Ricevo e pubblico volentieri questo comunicato di ACTA – Associazione dei consulenti del Terziario Avanzato. (Sul tema pensioni e partite IVA si veda anche questo post: “Atipici, che cosa cambia con la Riforma“).
LE RAGIONI DEL NO NON SONO SOLO QUELLE DELLA FIOM
ACTA (Associazione Consulenti del Terziario Avanzato) denuncia la GRANDE BEFFA del protocollo sul welfare per collaboratori e partite Iva: AUMENTANO I CONTRIBUTI E DIMINUISCONO LE PENSIONI!
NOI, LAVORATORI AUTONOMI ISCRITTI ALLA GESTIONE SEPARATA INPS, SIAMO PER IL NO, MA PER MOTIVI MOLTO DIVERSI DA QUELLI DELLA FIOM. TUTTAVIA NOI, UNICI CHIAMATI A PAGARE I COSTI DELL’ACCORDO, NON SIAMO STATI CONSULTATI E NON SIAMO CHIAMATI A VOTARE.
Siamo per il NO perché pagheremo più contributi (l’aumento è di 3 punti percentuali più un altro 0,9% se la riorganizzazione dell’INPS non produrrà il risparmio previsto), ma non avremo alcun vantaggio né in termini di età della pensione, né di indennità di disoccupazione, né di prestazioni pensionistiche, che, al contrario di quanto ufficialmente sostenuto, peggioreranno ulteriormente. Infatti:
a) l’accordo sarà finanziato con l’aumento dei nostri contributi di 3 punti percentuali in tre anni;
b) L’accordo non comporta alcun beneficio per noi, in quanto:
a. Non possiamo usufruire di alcuna finestra pensionistica.
b. Non abbiamo alcuna copertura dalla disoccupazione, non siamo interessati né dall’aumento dell’indennità di disoccupazione, né dalla copertura contributiva della disoccupazione (che è estesa ai lavoratori dipendenti a termine, ma non agli autonomi)
c. Ricadiamo tutti nel regime contributivo puro: la distinzione per le donne tra pensione a 60 anni o a 65 anni perde di significato (per chi è nel regime contributivo puro andare in pensione a 60 anni, anziché a 65 anni comporta una riduzione della pensione di oltre il 20%).
d. la collegata revisione dei coefficienti pensionistici (Allegato 1 del protocollo di intesa) comporterà una riduzione delle nostre pensioni (il rendimento di quanto sino ad ora faticosamente versato diminuirà di oltre l’8%!), non compensata da altre prestazioni sociali (nessuna indennità per malattia e disoccupazione, indennità parziale per la maternità, nessuna copertura previdenziale nei periodi di non lavoro per disoccupazione, malattia e gravidanza).

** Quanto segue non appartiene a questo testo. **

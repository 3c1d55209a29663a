//! Repository layer: owner-scoped database operations.

mod report;
mod user;

pub use report::*;
pub use user::*;

/// Timestamp format for `created_at` columns (fixed width, sorts lexically).
pub(crate) const TIMESTAMP_FORMAT: &str = "%Y-%m-%d %H:%M:%S%.6f";

pub(crate) fn parse_timestamp(raw: &str) -> Result<chrono::NaiveDateTime, super::DatabaseError> {
    chrono::NaiveDateTime::parse_from_str(raw, TIMESTAMP_FORMAT)
        .or_else(|_| chrono::NaiveDateTime::parse_from_str(raw, "%Y-%m-%d %H:%M:%S"))
        .map_err(|e| super::DatabaseError::ConstraintViolation(format!("bad timestamp {raw:?}: {e}")))
}

pub(crate) fn parse_uuid(raw: &str) -> Result<uuid::Uuid, super::DatabaseError> {
    uuid::Uuid::parse_str(raw).map_err(|e| super::DatabaseError::ConstraintViolation(e.to_string()))
}

/// Current UTC time at the precision stored in the database.
pub(crate) fn now_timestamp() -> chrono::NaiveDateTime {
    use chrono::SubsecRound;
    chrono::Utc::now().naive_utc().trunc_subsecs(6)
}
use std::collections::BTreeMap;
use std::fmt;
use std::str::FromStr;

use chrono::{Datelike, NaiveDate, NaiveDateTime, Utc};
use serde::{Deserialize, Deserializer, Serialize, Serializer};
use uuid::Uuid;

use super::enums::{ParameterKey, ReportSource};

/// Year-month stamp of a lab report (`YYYY-MM`).
///
/// Ordering is chronological, so it doubles as the report sort key.
#[derive(Debug, Clone, Copy, PartialEq, Eq, PartialOrd, Ord, Hash)]
pub struct ReportMonth {
    year: i32,
    month: u32,
}

#[derive(Debug, Clone, PartialEq, Eq, thiserror::Error)]
#[error("expected YYYY-MM, got {0:?}")]
pub struct InvalidReportMonth(pub String);

impl ReportMonth {
    pub fn new(year: i32, month: u32) -> Option<Self> {
        if (1000..=9999).contains(&year) && (1..=12).contains(&month) {
            Some(Self { year, month })
        } else {
            None
        }
    }

    /// The current month in UTC.
    pub fn current() -> Self {
        Self::from_date(Utc::now().date_naive())
    }

    pub fn from_date(date: NaiveDate) -> Self {
        Self {
            year: date.year(),
            month: date.month(),
        }
    }

    pub fn year(&self) -> i32 {
        self.year
    }

    pub fn month(&self) -> u32 {
        self.month
    }

    /// Parse `YYYY-MM`, or a full `YYYY-MM-DD` date truncated to its month.
    pub fn parse(input: &str) -> Result<Self, InvalidReportMonth> {
        let trimmed = input.trim();
        let invalid = || InvalidReportMonth(input.to_string());

        let bytes = trimmed.as_bytes();
        let shape_ok = |len: usize| {
            bytes.len() == len
                && bytes[..4].iter().all(u8::is_ascii_digit)
                && bytes[4] == b'-'
                && bytes[5..7].iter().all(u8::is_ascii_digit)
        };

        match trimmed.len() {
            7 if shape_ok(7) => {
                let date = NaiveDate::parse_from_str(&format!("{trimmed}-01"), "%Y-%m-%d")
                    .map_err(|_| invalid())?;
                Ok(Self::from_date(date))
            }
            10 if shape_ok(10) && bytes[7] == b'-' => {
                let date =
                    NaiveDate::parse_from_str(trimmed, "%Y-%m-%d").map_err(|_| invalid())?;
                Ok(Self::from_date(date))
            }
            _ => Err(invalid()),
        }
    }
}

impl fmt::Display for ReportMonth {
    fn fmt(&self, f: &mut fmt::Formatter<'_>) -> fmt::Result {
        write!(f, "{:04}-{:02}", self.year, self.month)
    }
}

impl FromStr for ReportMonth {
    type Err = InvalidReportMonth;

    fn from_str(s: &str) -> Result<Self, Self::Err> {
        Self::parse(s)
    }
}

impl Serialize for ReportMonth {
    fn serialize<S: Serializer>(&self, serializer: S) -> Result<S::Ok, S::Error> {
        serializer.collect_str(self)
    }
}

impl<'de> Deserialize<'de> for ReportMonth {
    fn deserialize<D: Deserializer<'de>>(deserializer: D) -> Result<Self, D::Error> {
        let raw = String::deserialize(deserializer)?;
        Self::parse(&raw).map_err(serde::de::Error::custom)
    }
}

/// Sparse measurements: a missing key means "not measured", never zero.
pub type LabValues = BTreeMap<ParameterKey, f64>;

/// A normalized report that has not been persisted yet.
#[derive(Debug, Clone, PartialEq, Serialize, Deserialize)]
pub struct NewReport {
    pub user_id: Uuid,
    pub report_date: ReportMonth,
    pub source: ReportSource,
    #[serde(skip_serializing_if = "Option::is_none")]
    pub filename: Option<String>,
    pub values: LabValues,
}

impl NewReport {
    /// Flatten back into the raw key/value shape the normalizer accepts.
    pub fn to_raw(&self) -> serde_json::Map<String, serde_json::Value> {
        let mut raw = serde_json::Map::new();
        raw.insert(
            "report_date".into(),
            serde_json::Value::String(self.report_date.to_string()),
        );
        for (key, value) in &self.values {
            raw.insert(key.as_str().into(), serde_json::Value::from(*value));
        }
        raw
    }
}

/// A persisted lab report.
#[derive(Debug, Clone, PartialEq, Serialize, Deserialize)]
pub struct Report {
    pub id: Uuid,
    pub user_id: Uuid,
    pub report_date: ReportMonth,
    pub source: ReportSource,
    #[serde(skip_serializing_if = "Option::is_none")]
    pub filename: Option<String>,
    pub values: LabValues,
    pub created_at: NaiveDateTime,
}

impl Report {
    pub fn value(&self, key: ParameterKey) -> Option<f64> {
        self.values.get(&key).copied()
    }
}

L’aumento dei contributi e l’assenza di benefici è una peculiarità degli iscritti alla gestione separata INPS (collaboratori e professionisti con partita Iva). I problemi pensionistici, invece, riguardano tutti coloro che ricadono nel regime contributivo. A maggior ragione ci chiediamo perché si deve intervenire per garantire una pensione in regime retributivo agli attuali 58-enni e la rivalutazione delle pensioni attuali se tutti i giovani (e anche i non giovani se rientrano nella famigerata Gestione Separata INPS) dovranno fare i conti con una pensione che si prospetta drammaticamente misera e in diminuzione? Come si fa a chiedere anche a ultra 58-enni iscritti alla gestione separata di pagare più contributi per consentire a coetanei di andare in pensione mentre essi probabilmente non potranno permetterselo neppure a 65 anni?
Come si fa a dichiarare che tale protocollo è per l’equità e la crescita sostenibile?